### DESCRIPTION OF THE TASK:
If a line in the entries below includes the string "PartialEq", copy it out.

### DATA TO EXAMINE:
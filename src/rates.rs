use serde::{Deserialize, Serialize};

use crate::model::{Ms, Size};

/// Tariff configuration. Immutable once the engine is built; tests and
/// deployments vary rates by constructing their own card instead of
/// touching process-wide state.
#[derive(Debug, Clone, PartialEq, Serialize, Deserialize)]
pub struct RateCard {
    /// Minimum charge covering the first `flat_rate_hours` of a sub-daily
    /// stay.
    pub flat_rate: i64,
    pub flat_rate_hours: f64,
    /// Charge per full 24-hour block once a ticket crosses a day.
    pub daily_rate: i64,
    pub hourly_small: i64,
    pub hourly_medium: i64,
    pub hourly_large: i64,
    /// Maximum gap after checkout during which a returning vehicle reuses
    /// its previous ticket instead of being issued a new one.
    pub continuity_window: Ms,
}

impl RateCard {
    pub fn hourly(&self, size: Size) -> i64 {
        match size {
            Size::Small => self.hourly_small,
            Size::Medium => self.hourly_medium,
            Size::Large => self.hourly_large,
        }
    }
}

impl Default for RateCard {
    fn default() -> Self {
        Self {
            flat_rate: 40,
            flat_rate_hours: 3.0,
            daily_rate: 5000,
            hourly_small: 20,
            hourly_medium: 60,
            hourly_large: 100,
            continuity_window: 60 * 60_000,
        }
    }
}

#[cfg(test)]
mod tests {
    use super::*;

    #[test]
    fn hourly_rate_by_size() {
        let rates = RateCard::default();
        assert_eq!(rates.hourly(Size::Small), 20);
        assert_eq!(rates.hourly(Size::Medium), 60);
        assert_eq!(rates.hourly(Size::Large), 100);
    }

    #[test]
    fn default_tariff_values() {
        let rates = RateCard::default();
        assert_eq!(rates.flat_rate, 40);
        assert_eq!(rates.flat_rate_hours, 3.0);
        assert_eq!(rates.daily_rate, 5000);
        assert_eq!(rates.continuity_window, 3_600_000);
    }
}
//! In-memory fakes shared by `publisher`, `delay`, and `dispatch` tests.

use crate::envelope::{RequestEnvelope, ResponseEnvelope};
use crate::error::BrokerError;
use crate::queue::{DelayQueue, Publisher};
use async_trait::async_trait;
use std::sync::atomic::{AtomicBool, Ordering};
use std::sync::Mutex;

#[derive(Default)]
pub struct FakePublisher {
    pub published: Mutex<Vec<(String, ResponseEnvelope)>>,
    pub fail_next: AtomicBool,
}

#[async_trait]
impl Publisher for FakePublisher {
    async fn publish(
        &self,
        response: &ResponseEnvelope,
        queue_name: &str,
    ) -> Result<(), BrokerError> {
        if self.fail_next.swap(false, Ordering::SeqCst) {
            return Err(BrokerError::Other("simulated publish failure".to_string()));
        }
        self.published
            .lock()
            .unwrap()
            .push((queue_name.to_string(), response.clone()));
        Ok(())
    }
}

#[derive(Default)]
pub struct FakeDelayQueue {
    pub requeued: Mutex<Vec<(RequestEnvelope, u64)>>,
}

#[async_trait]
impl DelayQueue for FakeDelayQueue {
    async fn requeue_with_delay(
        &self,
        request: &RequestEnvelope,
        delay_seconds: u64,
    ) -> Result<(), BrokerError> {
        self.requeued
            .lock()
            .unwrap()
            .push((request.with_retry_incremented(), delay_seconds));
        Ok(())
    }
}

* * *

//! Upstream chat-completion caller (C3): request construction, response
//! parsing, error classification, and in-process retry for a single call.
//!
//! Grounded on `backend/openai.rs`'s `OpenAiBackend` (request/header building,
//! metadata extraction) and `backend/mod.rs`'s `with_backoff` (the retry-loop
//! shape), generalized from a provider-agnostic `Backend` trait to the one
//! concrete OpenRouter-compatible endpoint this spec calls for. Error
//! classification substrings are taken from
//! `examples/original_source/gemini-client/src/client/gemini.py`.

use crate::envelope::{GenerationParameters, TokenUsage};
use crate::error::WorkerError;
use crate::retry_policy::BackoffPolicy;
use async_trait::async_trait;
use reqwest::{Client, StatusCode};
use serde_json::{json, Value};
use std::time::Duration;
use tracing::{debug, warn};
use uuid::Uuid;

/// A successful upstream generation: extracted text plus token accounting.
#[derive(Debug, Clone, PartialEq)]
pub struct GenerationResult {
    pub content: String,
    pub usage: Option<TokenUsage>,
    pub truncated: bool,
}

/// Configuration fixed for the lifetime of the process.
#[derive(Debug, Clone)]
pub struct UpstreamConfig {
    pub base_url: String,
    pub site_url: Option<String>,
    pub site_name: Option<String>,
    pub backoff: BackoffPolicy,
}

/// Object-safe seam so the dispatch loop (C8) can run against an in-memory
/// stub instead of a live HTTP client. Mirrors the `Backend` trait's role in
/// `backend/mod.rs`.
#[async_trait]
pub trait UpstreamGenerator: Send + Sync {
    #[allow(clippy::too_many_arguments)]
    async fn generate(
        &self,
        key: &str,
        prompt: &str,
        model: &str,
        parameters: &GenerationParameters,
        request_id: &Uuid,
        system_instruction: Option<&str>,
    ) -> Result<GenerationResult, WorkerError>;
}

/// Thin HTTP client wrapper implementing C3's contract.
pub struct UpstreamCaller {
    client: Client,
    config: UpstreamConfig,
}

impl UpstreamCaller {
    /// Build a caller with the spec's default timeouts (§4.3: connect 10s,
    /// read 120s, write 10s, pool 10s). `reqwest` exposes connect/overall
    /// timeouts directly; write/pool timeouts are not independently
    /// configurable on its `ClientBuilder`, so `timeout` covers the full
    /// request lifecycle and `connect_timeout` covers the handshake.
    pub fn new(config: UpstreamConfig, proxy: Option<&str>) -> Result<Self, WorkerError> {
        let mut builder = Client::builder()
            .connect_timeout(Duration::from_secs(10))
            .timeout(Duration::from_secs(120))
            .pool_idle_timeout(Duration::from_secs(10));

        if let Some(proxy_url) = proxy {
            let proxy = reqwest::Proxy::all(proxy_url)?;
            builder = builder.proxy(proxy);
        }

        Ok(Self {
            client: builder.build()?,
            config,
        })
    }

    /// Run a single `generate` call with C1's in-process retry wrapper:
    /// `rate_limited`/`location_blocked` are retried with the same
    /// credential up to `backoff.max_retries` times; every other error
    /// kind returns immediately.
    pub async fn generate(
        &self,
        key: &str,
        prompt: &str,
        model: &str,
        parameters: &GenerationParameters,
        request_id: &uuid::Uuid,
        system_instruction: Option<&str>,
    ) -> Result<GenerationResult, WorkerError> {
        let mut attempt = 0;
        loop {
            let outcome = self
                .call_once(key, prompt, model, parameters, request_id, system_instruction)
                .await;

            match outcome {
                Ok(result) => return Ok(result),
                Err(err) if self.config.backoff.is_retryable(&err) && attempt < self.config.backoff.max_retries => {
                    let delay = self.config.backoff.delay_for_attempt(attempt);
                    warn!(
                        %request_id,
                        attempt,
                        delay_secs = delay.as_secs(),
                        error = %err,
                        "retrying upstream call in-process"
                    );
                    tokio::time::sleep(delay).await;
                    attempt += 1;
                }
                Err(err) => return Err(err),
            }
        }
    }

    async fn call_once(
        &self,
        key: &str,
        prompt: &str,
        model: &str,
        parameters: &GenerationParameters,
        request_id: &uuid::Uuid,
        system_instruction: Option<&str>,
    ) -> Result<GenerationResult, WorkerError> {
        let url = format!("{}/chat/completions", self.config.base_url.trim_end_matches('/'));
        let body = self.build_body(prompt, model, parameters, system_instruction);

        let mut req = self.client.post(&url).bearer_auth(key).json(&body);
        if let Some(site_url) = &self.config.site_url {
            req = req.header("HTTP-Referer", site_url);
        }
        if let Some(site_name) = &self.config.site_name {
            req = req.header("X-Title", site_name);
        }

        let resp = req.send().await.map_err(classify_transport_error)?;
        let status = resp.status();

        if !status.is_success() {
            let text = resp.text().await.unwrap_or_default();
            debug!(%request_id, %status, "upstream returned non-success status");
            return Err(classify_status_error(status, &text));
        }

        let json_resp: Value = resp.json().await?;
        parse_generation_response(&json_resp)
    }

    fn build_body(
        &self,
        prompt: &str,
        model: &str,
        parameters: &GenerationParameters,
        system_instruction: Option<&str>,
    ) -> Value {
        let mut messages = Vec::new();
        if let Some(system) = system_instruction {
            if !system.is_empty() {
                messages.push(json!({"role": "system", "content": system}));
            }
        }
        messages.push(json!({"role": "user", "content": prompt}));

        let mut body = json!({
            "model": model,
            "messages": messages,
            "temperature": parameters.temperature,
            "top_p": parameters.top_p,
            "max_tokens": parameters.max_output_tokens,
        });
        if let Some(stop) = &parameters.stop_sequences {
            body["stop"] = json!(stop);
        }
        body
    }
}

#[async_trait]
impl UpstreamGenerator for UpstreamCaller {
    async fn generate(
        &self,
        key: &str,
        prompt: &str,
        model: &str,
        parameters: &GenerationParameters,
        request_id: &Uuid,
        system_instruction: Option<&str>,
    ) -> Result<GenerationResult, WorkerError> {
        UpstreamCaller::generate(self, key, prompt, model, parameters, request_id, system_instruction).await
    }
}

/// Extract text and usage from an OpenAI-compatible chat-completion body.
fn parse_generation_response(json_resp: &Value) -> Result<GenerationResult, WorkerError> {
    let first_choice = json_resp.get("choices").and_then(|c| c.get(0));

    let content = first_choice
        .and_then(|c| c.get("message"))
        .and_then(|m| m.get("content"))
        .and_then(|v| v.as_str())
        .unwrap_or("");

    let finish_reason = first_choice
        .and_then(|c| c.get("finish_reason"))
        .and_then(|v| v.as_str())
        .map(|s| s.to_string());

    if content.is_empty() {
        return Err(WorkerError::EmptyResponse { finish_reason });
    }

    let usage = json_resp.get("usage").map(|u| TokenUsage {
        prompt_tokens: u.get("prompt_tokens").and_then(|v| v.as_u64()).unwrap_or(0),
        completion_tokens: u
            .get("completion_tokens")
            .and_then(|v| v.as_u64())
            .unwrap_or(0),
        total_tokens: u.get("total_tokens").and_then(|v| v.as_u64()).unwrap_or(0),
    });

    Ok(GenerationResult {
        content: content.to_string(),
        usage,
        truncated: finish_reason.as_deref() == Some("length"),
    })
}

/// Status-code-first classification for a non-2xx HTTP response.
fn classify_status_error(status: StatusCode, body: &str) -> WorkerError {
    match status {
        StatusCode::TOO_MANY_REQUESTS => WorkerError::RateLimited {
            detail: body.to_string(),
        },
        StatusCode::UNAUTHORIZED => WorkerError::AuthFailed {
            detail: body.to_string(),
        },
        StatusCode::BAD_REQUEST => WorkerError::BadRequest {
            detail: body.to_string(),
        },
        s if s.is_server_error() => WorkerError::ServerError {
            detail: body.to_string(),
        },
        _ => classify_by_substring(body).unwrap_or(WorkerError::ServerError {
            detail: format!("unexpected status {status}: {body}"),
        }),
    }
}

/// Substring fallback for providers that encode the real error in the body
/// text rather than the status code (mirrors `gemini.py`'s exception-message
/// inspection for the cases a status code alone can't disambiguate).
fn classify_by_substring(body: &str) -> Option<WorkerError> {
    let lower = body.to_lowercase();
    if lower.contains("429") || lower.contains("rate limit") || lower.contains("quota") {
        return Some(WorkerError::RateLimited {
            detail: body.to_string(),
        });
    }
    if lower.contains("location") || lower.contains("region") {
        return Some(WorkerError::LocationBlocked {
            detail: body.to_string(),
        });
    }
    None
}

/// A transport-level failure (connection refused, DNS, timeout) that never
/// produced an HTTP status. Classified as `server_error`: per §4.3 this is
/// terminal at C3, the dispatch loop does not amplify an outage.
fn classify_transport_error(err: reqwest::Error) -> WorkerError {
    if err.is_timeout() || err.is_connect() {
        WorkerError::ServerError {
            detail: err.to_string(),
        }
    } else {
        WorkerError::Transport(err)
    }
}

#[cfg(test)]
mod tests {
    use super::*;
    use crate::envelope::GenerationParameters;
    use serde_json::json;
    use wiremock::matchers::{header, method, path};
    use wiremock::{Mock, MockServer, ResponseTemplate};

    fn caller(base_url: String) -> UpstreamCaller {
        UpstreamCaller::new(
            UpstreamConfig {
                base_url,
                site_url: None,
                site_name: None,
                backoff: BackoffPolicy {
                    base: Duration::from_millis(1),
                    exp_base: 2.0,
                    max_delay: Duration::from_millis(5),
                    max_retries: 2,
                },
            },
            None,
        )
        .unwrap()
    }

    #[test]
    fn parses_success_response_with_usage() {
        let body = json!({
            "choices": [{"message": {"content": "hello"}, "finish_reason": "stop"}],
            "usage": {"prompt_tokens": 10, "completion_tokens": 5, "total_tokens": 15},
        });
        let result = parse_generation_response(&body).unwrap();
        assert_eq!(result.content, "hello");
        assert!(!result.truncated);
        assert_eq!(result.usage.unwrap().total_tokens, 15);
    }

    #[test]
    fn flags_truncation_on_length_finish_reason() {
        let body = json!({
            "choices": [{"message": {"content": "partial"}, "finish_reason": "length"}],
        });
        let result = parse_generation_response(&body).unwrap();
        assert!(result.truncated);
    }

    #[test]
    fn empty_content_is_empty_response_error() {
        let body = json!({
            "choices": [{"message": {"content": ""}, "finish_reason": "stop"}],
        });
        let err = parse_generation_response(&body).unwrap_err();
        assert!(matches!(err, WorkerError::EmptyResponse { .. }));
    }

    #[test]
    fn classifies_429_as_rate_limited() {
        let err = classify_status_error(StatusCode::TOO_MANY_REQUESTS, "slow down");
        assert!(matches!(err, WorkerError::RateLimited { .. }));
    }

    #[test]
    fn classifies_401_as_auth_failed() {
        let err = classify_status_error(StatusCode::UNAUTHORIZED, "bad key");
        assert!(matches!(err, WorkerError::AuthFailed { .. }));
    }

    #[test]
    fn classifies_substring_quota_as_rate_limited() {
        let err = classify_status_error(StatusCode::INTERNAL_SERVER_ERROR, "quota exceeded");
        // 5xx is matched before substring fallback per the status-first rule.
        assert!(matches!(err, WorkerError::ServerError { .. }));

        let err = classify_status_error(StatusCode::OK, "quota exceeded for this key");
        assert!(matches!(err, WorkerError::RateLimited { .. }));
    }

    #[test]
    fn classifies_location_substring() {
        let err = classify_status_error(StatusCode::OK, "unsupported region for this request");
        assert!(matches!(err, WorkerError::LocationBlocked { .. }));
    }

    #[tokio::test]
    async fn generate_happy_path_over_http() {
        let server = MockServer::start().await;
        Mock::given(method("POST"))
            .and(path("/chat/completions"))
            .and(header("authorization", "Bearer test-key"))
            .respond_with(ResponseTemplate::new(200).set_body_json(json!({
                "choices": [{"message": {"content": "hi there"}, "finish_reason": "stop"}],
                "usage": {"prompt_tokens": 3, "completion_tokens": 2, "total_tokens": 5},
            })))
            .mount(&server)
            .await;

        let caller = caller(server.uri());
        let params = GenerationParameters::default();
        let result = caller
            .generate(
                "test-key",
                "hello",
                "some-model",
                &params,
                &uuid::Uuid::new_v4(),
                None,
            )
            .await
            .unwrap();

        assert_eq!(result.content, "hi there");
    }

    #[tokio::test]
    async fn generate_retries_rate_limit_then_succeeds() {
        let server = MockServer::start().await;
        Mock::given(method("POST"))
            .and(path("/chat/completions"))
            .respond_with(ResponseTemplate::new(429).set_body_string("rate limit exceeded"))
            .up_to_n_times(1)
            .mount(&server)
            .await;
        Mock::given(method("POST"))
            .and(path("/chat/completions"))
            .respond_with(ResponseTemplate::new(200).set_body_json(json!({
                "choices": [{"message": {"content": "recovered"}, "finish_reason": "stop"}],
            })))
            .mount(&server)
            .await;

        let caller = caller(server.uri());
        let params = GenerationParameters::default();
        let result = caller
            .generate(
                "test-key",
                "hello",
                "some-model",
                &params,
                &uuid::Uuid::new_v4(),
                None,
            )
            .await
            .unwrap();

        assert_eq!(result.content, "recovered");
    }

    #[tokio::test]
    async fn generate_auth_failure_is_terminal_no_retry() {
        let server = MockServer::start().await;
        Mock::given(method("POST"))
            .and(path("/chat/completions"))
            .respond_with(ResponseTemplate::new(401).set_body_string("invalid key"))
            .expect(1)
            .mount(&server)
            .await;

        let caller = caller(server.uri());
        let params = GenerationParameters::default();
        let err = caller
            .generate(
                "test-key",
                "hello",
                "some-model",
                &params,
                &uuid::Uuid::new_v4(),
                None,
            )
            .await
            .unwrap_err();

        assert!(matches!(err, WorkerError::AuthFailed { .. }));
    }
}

==

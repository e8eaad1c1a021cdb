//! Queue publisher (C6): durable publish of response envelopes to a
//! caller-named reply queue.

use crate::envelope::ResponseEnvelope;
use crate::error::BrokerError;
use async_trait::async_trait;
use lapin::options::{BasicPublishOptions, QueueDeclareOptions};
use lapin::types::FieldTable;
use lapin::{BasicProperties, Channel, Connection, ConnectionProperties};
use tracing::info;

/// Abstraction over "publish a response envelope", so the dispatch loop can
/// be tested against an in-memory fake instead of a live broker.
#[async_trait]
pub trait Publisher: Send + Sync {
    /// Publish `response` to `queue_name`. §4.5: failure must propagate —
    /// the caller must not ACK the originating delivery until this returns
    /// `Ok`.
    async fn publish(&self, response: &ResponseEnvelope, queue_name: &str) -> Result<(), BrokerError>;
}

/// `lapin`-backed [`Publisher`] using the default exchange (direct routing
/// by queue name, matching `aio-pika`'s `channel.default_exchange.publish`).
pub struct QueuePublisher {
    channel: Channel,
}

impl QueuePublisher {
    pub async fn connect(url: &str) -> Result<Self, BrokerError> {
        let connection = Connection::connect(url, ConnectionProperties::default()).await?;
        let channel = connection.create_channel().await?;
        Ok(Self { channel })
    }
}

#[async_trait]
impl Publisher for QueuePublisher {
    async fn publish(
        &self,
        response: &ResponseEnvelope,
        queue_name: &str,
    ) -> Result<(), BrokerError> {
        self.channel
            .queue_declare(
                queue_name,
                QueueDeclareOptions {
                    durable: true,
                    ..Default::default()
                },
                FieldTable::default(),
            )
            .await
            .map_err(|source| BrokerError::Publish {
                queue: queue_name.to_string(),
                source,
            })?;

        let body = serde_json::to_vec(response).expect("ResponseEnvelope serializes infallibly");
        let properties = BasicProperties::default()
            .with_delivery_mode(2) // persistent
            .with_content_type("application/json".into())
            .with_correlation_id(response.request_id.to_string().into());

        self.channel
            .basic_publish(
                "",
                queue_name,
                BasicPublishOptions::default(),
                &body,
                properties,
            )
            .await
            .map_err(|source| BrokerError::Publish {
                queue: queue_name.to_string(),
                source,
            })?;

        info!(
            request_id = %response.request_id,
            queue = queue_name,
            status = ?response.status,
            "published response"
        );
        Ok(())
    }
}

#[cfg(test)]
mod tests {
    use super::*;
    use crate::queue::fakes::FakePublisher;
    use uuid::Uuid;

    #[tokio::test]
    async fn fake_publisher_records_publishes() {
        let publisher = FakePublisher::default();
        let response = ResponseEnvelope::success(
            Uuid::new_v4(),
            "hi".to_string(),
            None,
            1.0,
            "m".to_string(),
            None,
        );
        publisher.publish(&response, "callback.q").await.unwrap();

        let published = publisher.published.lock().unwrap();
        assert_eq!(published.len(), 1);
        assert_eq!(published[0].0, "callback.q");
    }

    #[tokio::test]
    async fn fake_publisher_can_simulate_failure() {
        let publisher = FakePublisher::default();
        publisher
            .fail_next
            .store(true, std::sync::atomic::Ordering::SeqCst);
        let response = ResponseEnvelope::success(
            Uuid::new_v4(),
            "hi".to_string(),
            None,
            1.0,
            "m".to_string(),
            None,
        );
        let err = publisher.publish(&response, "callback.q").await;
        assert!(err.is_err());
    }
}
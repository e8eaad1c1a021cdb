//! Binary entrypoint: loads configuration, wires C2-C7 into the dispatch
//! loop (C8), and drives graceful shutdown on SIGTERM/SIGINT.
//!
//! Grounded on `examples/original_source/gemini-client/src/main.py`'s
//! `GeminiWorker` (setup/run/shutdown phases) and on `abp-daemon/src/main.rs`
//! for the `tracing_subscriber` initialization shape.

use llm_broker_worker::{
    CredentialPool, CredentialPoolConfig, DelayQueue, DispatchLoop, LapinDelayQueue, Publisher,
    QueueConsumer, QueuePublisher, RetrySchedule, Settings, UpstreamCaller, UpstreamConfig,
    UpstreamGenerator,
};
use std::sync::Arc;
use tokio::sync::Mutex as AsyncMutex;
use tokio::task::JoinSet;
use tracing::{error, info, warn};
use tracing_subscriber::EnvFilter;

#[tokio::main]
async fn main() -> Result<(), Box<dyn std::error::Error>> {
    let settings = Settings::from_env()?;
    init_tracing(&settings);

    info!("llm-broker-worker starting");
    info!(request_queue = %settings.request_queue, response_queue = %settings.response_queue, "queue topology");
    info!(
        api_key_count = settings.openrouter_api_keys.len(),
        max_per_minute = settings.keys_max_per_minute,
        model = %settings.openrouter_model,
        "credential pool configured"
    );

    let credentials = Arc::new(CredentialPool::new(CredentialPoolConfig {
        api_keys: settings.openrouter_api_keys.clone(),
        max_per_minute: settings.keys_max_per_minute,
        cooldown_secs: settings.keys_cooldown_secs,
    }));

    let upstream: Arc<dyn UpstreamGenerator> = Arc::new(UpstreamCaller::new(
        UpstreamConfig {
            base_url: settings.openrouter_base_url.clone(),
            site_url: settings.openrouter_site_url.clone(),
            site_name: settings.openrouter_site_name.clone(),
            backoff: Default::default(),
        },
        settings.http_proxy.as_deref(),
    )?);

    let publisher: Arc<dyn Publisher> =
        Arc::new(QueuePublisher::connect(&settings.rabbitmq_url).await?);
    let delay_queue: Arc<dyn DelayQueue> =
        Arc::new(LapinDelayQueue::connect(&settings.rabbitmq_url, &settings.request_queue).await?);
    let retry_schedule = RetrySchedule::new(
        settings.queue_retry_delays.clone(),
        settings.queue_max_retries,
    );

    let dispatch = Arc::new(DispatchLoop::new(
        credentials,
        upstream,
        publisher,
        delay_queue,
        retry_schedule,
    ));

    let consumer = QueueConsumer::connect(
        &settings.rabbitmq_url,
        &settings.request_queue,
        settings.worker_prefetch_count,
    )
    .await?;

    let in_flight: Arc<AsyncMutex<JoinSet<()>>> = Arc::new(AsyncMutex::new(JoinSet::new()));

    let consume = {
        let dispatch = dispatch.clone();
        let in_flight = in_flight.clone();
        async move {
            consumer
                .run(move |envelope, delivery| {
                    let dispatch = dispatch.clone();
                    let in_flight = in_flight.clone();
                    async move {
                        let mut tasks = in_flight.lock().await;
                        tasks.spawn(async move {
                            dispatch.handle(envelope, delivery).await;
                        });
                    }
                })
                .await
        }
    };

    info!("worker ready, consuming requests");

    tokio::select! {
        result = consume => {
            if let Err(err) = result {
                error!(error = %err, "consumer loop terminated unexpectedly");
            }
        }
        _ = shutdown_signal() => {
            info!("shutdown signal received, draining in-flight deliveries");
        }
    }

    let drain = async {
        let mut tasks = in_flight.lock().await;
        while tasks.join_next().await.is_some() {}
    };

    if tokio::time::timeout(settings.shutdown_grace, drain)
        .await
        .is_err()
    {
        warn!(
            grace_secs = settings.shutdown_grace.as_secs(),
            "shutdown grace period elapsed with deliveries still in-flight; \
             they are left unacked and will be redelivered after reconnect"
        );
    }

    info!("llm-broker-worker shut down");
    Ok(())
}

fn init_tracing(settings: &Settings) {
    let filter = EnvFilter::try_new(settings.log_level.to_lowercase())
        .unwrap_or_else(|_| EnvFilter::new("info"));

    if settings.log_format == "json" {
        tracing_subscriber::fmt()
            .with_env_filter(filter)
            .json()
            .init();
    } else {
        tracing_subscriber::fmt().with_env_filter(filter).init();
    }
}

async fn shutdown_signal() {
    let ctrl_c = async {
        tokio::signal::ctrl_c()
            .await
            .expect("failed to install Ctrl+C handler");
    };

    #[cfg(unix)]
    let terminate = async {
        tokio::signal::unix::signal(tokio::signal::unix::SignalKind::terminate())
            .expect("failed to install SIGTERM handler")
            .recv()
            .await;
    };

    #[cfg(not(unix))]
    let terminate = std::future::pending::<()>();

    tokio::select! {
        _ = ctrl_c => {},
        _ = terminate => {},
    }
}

### ANSWER SPACE:
#[derive(Debug, Clone, PartialEq, Serialize, Deserialize)]
#[derive(Debug, Clone, PartialEq)]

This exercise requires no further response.